Wo spielt die Handlung des Artikels?
Berlin
Worum geht es in einem Satz?
Sahra Wagenknecht betont, dass ihre Demonstration "Stoppt den Völkermord in Gaza" am Samstag für Frieden in Gaza und nicht gegen Israel ist, obwohl sie das Handeln der Hamas verurteilt.
Was war der Auslöser für den Vorfall?
Der Hintergrund für Sahra Wagenknechts Demonstration ist die anhaltende Gewalt und die humanitäre Krise im Gazastreifen infolge des Konflikts zwischen Israel und der Hamas. Sie möchte darauf aufmerksam machen, dass die zivile Bevölkerung unter den Kampfhandlungen leidet und fordert Frieden für Gaza, ohne dabei Israel direkt zu kritisieren.
Wie hat die Öffentlichkeit oder Politik reagiert?
Im Artikel wird Sahra Wagenknechts Position zur bevorstehenden Demonstration hervorgehoben, wo sie betont, dass diese nicht gegen Israel gerichtet ist, sondern für Frieden im Gazastreifen steht. Sie verurteilt sowohl die Taten der Hamas als auch die Bombardierungen im Gazastreifen und kritisiert die militärischen Aktionen als barbarisch.
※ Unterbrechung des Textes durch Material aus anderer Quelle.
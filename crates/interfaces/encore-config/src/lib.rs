//! Central configuration constants for runtime defaults and simulated delays.

/// Generative-text model used by the description copywriter.
pub const DEFAULT_TEXT_MODEL: &str = "gemini-2.5-flash";

/// Base URL of the generative-text service.
pub const DEFAULT_API_BASE_URL: &str = "https://generativelanguage.googleapis.com/v1beta";

/// Environment variable holding the generative-text API key.
///
/// Read at client construction time; never baked into the binary.
pub const API_KEY_ENV: &str = "ENCORE_API_KEY";

/// Approximate word count requested from the copywriter.
pub const DESCRIPTION_WORD_TARGET: usize = 150;

/// Lower bound for the ticket quantity stepper.
pub const MIN_TICKET_QUANTITY: u32 = 1;

/// Delay applied by the simulated admin section save.
pub const SAVE_SIMULATION_DELAY_MS: u64 = 800;

/// Delay applied by the simulated event publish round-trip.
pub const PUBLISH_SIMULATION_DELAY_MS: u64 = 1000;

/// Convenience function to clamp a ticket quantity to the allowed floor.
pub fn clamp_quantity(v: u32) -> u32 {
    v.max(MIN_TICKET_QUANTITY)
}
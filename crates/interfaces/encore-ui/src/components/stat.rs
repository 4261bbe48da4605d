use crate::theme::*;
use eframe::egui;
use egui_taffy::bg::simple::{TuiBackground, TuiBuilderLogicWithBackground};
use egui_taffy::taffy::prelude::{auto, length, percent};
use egui_taffy::{taffy, TuiBuilderLogic};
use encore_app_core::MetricTileVm;

pub fn draw<'a>(tui: impl TuiBuilderLogic<'a>, tiles: &[MetricTileVm]) {
    tui.style(taffy::Style {
        flex_direction: taffy::FlexDirection::Row,
        gap: length(10.0),
        size: taffy::Size {
            width: percent(1.),
            height: auto(),
        },
        ..Default::default()
    })
    .add(|tui| {
        for tile in tiles {
            draw_tile(&mut *tui, tile);
        }
    });
}

fn draw_tile<'a>(tui: impl TuiBuilderLogic<'a>, tile: &MetricTileVm) {
    let (badge_col, arrow) = if tile.positive {
        (COL_SUCCESS, "▲")
    } else {
        (COL_DANGER, "▼")
    };

    tui.style(taffy::Style {
        flex_direction: taffy::FlexDirection::Column,
        flex_grow: 1.0,
        flex_basis: length(0.0),
        gap: length(4.0),
        padding: length(12.0),
        ..Default::default()
    })
    .bg_add(
        TuiBackground::new()
            .with_background_color(COL_CARD)
            .with_border_color(COL_BORDER)
            .with_border_width(1.0),
        |tui| {
            tui.style(taffy::Style {
                flex_direction: taffy::FlexDirection::Row,
                justify_content: Some(taffy::JustifyContent::SpaceBetween),
                align_items: Some(taffy::AlignItems::Center),
                ..Default::default()
            })
            .add(|tui| {
                tui.label(
                    egui::RichText::new(&tile.label)
                        .size(11.0)
                        .color(COL_TEXT_DIM),
                );
                tui.label(
                    egui::RichText::new(format!("{arrow} {}", tile.change_label))
                        .size(10.0)
                        .strong()
                        .color(badge_col),
                );
            });

            tui.label(
                egui::RichText::new(&tile.value_label)
                    .size(22.0)
                    .strong()
                    .color(COL_TEXT),
            );
        },
    );
}
use crate::theme::*;
use crate::utils::cmd_button;
use eframe::egui;
use egui_taffy::bg::simple::{TuiBackground, TuiBuilderLogicWithBackground};
use egui_taffy::taffy::prelude::{length, percent};
use egui_taffy::{taffy, TuiBuilderLogic};
use encore_app_core::Route;

pub struct HeaderResponse {
    pub navigate_to: Option<Route>,
}

fn nav_entry(route: &Route) -> Option<usize> {
    match route {
        Route::Home | Route::EventDetail(_) => Some(0),
        Route::Dashboard => Some(1),
        Route::CreateEvent => Some(2),
        Route::Admin => None,
    }
}

pub fn draw<'a>(tui: impl TuiBuilderLogic<'a>, route: &Route, busy: bool) -> HeaderResponse {
    let mut resp = HeaderResponse { navigate_to: None };
    let active = nav_entry(route);

    tui.style(taffy::Style {
        flex_direction: taffy::FlexDirection::Row,
        justify_content: Some(taffy::JustifyContent::SpaceBetween),
        align_items: Some(taffy::AlignItems::Center),
        padding: length(8.0),
        size: taffy::Size {
            width: percent(1.),
            height: percent(1.),
        },
        ..Default::default()
    })
    .bg_add(
        TuiBackground::new()
            .with_background_color(COL_BG)
            .with_border_color(COL_BORDER)
            .with_border_width(1.0),
        |tui| {
            tui.style(taffy::Style {
                flex_direction: taffy::FlexDirection::Row,
                align_items: Some(taffy::AlignItems::Center),
                gap: length(6.0),
                ..Default::default()
            })
            .add(|tui| {
                tui.label(
                    egui::RichText::new("ENCORE")
                        .size(16.0)
                        .extra_letter_spacing(3.0)
                        .strong()
                        .color(COL_ACCENT),
                );
                tui.label(
                    egui::RichText::new("eventos")
                        .size(10.0)
                        .color(COL_TEXT_DIM),
                );
            });

            tui.style(taffy::Style {
                flex_direction: taffy::FlexDirection::Row,
                align_items: Some(taffy::AlignItems::Center),
                gap: length(8.0),
                ..Default::default()
            })
            .add(|tui| {
                let entries = [
                    ("EXPLORAR", Route::Home),
                    ("DASHBOARD", Route::Dashboard),
                    ("CRIAR EVENTO", Route::CreateEvent),
                ];
                for (ix, (label, target)) in entries.into_iter().enumerate() {
                    let variant = if active == Some(ix) { "primary" } else { "ghost" };
                    if tui.ui(|ui| cmd_button(ui, label, variant, true)).clicked() {
                        resp.navigate_to = Some(target);
                    }
                }

                if busy {
                    tui.ui_add(egui::Spinner::new().color(COL_ACCENT));
                }
            });
        },
    );

    resp
}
Welche Konsequenzen werden genannt?
Die folgenden Konsequenzen werden im Artikel erwähnt: Frieden in Gaza, Verurteilung des Massakers der Hamas, Ablehnung der Bombardierung und Vertreibung auf dem Gazastreifen, Beschreibung der Kriegsführung als barbarisch.
Gibt es bereits eine Stellungnahme?
Ja, im Artikel wird eine Stellungnahme von Sahra Wagenknecht zitiert. Sie betont, dass ihre Demonstration unter dem Motto "Stoppt den Völkermord in Gaza" nicht als Protest gegen Israel verstanden werden soll, sondern für Frieden in Gaza demonstriert wird. Wagenknecht verurteilt das Massaker der Hamas, sieht jedoch die Angriffe im Gazastreifen als barbarische Kriegsführung an, die nicht gerechtfertigt werden kann.